28. The use of carburettor heat will
- increase manifold pressure and enrich the mixture.
- increase manifold pressure and lean out the mixture.
- decrease manifold pressure and enrich the mixture.
- decrease manifold pressure and lean out the mixture.
29. Under which conditions would the most serious carburettor icing be expected? Outside air temperature range of . . . . . and . . . . . humidity.
- -5°C to 15°C, high
- 5°C to 27°C, low
- -21°C to 0°C, low
- -21°C to 0°C, high
30. It is possible for carburettor icing to occur
- in clear air with high relative humidity at above freezing temperatures.
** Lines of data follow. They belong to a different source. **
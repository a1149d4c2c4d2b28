use axum::extract::State;
use axum::response::IntoResponse;
use rust_decimal::Decimal;
use serde::Deserialize;
use uuid::Uuid;
use validator::Validate;

use crate::auth::AuthUser;
use crate::models::BookingRejection;
use crate::repos::{BookingOutcome, EventRepo, TicketRepo};
use crate::state::AppState;
use crate::utils::response::{created, success};
use crate::utils::validation::not_blank;
use crate::utils::{AppError, AppJson, AppQuery};

#[derive(Debug, Deserialize, Validate)]
pub struct CreateTicketTypeRequest {
    pub event_id: Uuid,
    #[validate(
        length(min = 1, max = 100, message = "must be between 1 and 100 characters"),
        custom = "not_blank"
    )]
    pub name: String,
    pub price: Decimal,
    #[validate(range(min = 0, message = "must not be negative"))]
    pub quantity: i32,
}

#[derive(Debug, Deserialize)]
pub struct EventScopedQuery {
    pub event_id: Uuid,
}

#[derive(Debug, Deserialize)]
pub struct BookTicketRequest {
    pub event_id: Uuid,
    pub ticket_type_id: Uuid,
}

impl From<BookingRejection> for AppError {
    fn from(rejection: BookingRejection) -> Self {
        match rejection {
            BookingRejection::UnknownTicketType => {
                AppError::NotFound("Ticket type not found for this event".to_string())
            }
            BookingRejection::EventClosed => {
                AppError::Conflict("Event is not open for booking".to_string())
            }
            BookingRejection::SoldOut => AppError::Conflict("Tickets are sold out".to_string()),
        }
    }
}

pub async fn create_ticket_type(
    State(state): State<AppState>,
    auth: AuthUser,
    AppJson(req): AppJson<CreateTicketTypeRequest>,
) -> Result<impl IntoResponse, AppError> {
    req.validate()?;
    if req.price.is_sign_negative() {
        return Err(AppError::ValidationError("price: must not be negative".to_string()));
    }

    let event = EventRepo::new(state.db.clone())
        .get_by_id(req.event_id)
        .await?
        .ok_or_else(|| AppError::NotFound("Event not found".to_string()))?;
    auth.ensure_owner(event.organizer_id, "event")?;

    let ticket_type = TicketRepo::new(state.db.clone())
        .create_type(event.id, req.name.trim(), req.price, req.quantity)
        .await?;

    tracing::info!(event_id = %event.id, ticket_type_id = %ticket_type.id, "Ticket type created");
    Ok(created(ticket_type, "Ticket type created"))
}

pub async fn list_ticket_types(
    State(state): State<AppState>,
    AppQuery(query): AppQuery<EventScopedQuery>,
) -> Result<impl IntoResponse, AppError> {
    let types = TicketRepo::new(state.db.clone())
        .list_types(query.event_id)
        .await?;

    Ok(success(types, "Ticket types retrieved"))
}

pub async fn book_ticket(
    State(state): State<AppState>,
    auth: AuthUser,
    AppJson(req): AppJson<BookTicketRequest>,
) -> Result<impl IntoResponse, AppError> {
    let outcome = TicketRepo::new(state.db.clone())
        .book(auth.id, req.event_id, req.ticket_type_id)
        .await?;

    match outcome {
        BookingOutcome::Booked(receipt) => {
            tracing::info!(
                booking_id = %receipt.booking.id,
                ticket_type_id = %receipt.ticket_type.id,
                remaining = receipt.ticket_type.quantity,
                "Ticket booked"
            );
            Ok(created(receipt, "Ticket booked"))
        }
        BookingOutcome::Rejected(rejection) => {
            tracing::debug!(
                user_id = %auth.id,
                ticket_type_id = %req.ticket_type_id,
                ?rejection,
                "Booking rejected"
            );
            Err(rejection.into())
        }
    }
}

pub async fn list_bookings(
    State(state): State<AppState>,
    auth: AuthUser,
) -> Result<impl IntoResponse, AppError> {
    let bookings = TicketRepo::new(state.db.clone())
        .list_bookings(auth.id)
        .await?;

    Ok(success(bookings, "Bookings retrieved"))
}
- only when precipitation is present at freezing temperatures.
- only in cloud with high relative humidity.
- only when water droplets are in suspension in the air.
31. Prolonged idling of an aircraft engine would most likely cause
- backfiring in the induction system.
- fouled plugs.
32. Ground effect will enable an aeroplane to become airborne below normal flying speed primarily due to
- a decreased lift/drag ratio.
- a decrease in induced drag.
- an increase in downwash.
- an increase in wing tip vortices.
33. The correct height above sea level is indicated on a pressure altimeter set to 29.92 in. Hg only when
- the conditions of a standard atmosphere exist.
- a standard lapse rate exists.
- you are in the Standard Pressure Region.
- the barometric pressure is 29.92 in. Hg.
34. The altimeter setting is 29.70 in. Hg. If the pilot inadvertently sets 30.70 in. Hg on the altimeter subscale, the altimeter will read
- 1,000 ft too high.
- 1,000 ft too low.
- 100 ft too high.
- 100 ft too low.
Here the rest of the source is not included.